START Exercise input
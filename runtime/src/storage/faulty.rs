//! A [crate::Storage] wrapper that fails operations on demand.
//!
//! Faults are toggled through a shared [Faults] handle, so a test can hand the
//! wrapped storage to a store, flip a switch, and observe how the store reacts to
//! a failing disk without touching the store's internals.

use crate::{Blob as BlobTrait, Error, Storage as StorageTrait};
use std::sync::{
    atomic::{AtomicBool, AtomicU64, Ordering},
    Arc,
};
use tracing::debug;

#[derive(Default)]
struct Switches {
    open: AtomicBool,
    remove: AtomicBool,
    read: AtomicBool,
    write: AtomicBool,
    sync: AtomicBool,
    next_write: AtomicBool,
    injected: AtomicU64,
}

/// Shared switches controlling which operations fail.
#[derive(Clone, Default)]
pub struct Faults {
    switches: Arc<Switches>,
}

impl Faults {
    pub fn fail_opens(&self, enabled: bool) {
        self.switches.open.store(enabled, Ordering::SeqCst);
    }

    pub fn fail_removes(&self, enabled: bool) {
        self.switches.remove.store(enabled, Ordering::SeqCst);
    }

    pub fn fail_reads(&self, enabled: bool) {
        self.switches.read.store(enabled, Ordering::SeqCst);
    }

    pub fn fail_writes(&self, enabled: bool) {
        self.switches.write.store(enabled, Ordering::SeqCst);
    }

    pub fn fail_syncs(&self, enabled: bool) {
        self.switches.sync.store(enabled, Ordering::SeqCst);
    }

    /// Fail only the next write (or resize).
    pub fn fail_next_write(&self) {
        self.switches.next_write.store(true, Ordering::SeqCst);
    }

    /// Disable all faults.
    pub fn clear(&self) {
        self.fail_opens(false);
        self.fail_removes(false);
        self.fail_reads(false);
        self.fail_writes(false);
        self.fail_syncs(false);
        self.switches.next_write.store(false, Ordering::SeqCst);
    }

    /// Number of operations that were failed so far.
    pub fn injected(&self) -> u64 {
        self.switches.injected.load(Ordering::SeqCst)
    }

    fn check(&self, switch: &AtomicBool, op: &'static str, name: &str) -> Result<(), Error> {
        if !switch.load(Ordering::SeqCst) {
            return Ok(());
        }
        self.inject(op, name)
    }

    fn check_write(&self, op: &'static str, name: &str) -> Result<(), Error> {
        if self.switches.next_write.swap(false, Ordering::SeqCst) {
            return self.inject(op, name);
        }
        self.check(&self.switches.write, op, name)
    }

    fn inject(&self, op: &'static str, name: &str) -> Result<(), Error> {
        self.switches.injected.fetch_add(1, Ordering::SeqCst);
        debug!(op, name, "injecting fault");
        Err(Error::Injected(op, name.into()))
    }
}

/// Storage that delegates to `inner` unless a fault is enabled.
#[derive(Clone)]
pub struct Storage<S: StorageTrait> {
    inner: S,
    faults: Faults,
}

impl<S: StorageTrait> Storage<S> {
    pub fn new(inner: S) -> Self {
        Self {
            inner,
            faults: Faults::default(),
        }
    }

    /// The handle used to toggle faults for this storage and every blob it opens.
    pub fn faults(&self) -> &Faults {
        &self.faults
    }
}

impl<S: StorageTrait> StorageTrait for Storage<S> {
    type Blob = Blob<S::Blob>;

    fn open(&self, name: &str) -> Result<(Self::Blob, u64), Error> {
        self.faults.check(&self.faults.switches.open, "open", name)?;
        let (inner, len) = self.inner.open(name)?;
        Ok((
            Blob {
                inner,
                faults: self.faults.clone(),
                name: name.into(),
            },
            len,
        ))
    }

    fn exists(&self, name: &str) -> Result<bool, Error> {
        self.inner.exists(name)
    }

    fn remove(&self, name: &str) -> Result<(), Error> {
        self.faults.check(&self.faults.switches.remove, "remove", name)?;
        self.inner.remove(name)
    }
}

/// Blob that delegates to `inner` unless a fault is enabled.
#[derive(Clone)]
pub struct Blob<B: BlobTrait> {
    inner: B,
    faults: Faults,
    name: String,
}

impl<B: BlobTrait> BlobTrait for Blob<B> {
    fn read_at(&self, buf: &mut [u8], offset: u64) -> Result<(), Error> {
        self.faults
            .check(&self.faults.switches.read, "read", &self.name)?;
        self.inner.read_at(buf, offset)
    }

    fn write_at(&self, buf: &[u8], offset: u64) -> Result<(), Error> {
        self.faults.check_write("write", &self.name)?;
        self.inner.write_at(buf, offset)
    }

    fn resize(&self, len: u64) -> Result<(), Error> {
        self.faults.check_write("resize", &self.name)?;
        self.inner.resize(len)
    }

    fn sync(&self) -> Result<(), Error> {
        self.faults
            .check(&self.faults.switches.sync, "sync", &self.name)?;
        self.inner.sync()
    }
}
END Exercise input
START Exercise input
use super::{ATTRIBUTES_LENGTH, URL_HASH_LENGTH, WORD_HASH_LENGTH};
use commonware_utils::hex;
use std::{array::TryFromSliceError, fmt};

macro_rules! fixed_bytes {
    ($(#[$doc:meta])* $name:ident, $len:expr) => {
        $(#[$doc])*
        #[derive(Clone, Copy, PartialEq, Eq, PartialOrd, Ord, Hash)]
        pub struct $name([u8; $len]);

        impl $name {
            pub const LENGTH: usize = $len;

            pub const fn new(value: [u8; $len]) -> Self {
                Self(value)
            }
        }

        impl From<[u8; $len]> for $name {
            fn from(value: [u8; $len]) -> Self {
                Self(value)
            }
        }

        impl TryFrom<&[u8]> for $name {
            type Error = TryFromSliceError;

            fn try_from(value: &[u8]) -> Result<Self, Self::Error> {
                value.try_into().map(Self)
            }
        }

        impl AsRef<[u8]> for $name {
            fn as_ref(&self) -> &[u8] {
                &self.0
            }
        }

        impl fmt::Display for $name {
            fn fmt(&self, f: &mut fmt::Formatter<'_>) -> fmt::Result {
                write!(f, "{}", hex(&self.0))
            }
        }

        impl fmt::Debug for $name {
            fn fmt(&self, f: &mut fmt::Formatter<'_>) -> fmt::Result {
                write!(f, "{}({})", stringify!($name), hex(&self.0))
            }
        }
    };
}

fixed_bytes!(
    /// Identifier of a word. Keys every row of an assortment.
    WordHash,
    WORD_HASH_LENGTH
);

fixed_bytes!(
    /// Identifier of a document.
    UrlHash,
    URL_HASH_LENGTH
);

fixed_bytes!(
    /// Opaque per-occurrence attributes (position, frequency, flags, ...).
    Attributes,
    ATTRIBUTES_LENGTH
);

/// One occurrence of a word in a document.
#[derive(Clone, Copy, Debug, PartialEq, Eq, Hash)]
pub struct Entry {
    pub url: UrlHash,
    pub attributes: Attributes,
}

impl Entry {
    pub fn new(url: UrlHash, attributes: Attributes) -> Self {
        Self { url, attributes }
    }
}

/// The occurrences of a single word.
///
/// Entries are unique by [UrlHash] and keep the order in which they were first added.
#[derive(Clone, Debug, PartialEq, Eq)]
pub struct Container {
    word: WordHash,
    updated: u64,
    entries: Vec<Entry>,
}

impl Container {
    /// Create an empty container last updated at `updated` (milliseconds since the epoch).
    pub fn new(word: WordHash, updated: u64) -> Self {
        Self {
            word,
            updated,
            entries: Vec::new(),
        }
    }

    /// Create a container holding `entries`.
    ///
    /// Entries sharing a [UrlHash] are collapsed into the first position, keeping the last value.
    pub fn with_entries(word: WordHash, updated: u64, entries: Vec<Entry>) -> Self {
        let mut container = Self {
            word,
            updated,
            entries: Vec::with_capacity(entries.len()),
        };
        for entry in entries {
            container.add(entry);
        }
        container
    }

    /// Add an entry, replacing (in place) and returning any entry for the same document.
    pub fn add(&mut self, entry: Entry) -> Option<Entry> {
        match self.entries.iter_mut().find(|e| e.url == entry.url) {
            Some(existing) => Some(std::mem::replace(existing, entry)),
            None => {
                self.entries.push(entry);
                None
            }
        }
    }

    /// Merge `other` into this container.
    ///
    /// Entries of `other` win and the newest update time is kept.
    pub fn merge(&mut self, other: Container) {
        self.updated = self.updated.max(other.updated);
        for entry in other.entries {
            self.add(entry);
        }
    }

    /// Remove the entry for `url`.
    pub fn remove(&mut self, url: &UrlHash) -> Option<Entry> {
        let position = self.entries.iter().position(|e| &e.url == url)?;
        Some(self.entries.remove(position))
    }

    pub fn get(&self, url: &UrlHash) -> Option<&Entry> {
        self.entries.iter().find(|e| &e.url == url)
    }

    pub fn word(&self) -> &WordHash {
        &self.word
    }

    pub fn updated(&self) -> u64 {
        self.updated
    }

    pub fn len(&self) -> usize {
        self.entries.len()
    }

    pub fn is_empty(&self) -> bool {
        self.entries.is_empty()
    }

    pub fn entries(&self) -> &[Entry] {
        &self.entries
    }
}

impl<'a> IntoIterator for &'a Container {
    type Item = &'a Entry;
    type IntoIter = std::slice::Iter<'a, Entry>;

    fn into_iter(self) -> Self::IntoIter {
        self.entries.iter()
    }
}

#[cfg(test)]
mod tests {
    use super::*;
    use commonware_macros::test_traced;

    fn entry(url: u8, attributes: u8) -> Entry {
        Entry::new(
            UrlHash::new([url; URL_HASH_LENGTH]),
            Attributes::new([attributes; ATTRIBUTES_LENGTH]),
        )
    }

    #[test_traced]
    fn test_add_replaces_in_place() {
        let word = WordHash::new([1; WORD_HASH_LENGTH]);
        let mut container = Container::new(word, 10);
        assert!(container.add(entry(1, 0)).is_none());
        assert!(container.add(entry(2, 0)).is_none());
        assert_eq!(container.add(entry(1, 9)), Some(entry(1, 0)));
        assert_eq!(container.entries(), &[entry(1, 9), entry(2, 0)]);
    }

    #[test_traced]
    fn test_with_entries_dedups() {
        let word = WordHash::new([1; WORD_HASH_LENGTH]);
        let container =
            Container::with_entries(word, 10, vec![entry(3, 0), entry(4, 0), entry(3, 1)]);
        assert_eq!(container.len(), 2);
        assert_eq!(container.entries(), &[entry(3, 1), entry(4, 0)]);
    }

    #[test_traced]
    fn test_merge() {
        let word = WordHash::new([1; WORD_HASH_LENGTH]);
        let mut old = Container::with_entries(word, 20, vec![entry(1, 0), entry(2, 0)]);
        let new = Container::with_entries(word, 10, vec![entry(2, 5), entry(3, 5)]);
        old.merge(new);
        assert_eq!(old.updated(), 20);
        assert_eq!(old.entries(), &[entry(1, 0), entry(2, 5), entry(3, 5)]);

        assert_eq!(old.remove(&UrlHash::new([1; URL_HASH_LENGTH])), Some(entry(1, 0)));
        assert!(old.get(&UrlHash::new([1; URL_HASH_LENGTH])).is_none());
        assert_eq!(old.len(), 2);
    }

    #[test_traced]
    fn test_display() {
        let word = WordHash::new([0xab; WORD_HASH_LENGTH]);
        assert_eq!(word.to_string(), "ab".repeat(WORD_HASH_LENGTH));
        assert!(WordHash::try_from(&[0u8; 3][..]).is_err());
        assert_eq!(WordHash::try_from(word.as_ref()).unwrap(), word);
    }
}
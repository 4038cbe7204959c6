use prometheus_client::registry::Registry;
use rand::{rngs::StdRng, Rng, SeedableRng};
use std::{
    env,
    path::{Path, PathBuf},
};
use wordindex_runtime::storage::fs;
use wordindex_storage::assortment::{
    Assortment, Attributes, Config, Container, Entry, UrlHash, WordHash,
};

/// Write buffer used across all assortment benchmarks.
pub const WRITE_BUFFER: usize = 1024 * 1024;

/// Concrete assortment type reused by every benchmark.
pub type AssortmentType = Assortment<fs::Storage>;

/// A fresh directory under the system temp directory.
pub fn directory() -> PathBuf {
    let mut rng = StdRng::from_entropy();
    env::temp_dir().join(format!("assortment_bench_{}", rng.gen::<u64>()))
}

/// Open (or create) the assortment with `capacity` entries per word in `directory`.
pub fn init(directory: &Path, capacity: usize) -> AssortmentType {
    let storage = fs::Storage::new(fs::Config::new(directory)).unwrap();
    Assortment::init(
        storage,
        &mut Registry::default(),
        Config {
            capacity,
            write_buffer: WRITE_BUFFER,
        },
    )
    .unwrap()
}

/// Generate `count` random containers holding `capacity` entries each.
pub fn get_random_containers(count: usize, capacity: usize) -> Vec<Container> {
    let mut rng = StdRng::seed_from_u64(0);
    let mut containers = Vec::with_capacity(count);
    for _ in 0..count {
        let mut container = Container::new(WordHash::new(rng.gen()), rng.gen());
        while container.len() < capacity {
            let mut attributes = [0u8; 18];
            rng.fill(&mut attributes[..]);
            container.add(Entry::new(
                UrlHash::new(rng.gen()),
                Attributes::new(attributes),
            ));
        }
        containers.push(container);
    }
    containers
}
END Exercise input
» What is required
Wherever a line in the listing contains the word "which", copy that line out.

» Solution to the exercise
/// Shared switches controlling which operations fail.
/// Entries are unique by [UrlHash] and keep the order in which they were first added.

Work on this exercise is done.